--- RECORD EXTRACTS ---

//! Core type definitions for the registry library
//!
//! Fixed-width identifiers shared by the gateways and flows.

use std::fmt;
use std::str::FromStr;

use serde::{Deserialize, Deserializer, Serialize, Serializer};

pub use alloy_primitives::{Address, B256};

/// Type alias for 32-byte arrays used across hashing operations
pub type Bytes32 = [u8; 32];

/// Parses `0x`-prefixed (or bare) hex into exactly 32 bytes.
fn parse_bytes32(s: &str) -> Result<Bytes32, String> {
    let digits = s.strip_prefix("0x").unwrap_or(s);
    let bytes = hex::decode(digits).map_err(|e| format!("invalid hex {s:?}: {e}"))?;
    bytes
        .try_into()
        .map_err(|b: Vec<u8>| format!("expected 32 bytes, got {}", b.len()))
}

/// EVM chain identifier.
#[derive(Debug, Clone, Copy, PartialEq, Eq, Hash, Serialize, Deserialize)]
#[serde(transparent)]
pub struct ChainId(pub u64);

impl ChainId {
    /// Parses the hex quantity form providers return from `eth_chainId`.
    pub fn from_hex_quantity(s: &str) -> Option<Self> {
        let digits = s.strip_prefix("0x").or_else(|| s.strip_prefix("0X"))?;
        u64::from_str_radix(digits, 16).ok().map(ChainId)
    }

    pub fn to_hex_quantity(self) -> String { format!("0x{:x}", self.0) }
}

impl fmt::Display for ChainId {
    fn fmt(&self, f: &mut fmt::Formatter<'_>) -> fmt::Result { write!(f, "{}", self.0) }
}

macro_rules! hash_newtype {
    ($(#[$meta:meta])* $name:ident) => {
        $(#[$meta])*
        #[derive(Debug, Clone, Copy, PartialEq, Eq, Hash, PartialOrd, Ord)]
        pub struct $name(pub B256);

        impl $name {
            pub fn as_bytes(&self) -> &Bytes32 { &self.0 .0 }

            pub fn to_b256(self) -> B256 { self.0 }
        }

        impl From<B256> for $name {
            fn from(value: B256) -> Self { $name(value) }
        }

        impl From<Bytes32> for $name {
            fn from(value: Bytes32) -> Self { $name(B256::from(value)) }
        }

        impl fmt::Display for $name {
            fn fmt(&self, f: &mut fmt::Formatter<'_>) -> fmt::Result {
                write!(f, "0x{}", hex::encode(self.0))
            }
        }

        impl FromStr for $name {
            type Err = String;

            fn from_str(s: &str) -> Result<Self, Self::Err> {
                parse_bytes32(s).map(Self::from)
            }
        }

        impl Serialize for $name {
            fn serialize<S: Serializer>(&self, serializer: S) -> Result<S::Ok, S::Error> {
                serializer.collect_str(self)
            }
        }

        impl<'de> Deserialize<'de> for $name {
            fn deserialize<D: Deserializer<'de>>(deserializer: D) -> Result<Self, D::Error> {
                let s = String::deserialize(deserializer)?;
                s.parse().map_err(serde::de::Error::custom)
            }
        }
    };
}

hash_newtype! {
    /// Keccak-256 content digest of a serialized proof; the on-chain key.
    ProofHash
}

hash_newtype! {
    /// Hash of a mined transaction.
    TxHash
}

---

> **TASK PROMPT**: Repeat the lines above, from the one containing "impl FromStr for" to the final line, word for word and with nothing else.

> **PROBLEM SOLUTION**:
        impl FromStr for $name {
            type Err = String;

            fn from_str(s: &str) -> Result<Self, Self::Err> {
                parse_bytes32(s).map(Self::from)
            }
        }

        impl Serialize for $name {
            fn serialize<S: Serializer>(&self, serializer: S) -> Result<S::Ok, S::Error> {
                serializer.collect_str(self)
            }
        }

        impl<'de> Deserialize<'de> for $name {
            fn deserialize<D: Deserializer<'de>>(deserializer: D) -> Result<Self, D::Error> {
                let s = String::deserialize(deserializer)?;
                s.parse().map_err(serde::de::Error::custom)
            }
        }
    };
}

hash_newtype! {
    /// Keccak-256 content digest of a serialized proof; the on-chain key.
    ProofHash
}

hash_newtype! {
    /// Hash of a mined transaction.
    TxHash
}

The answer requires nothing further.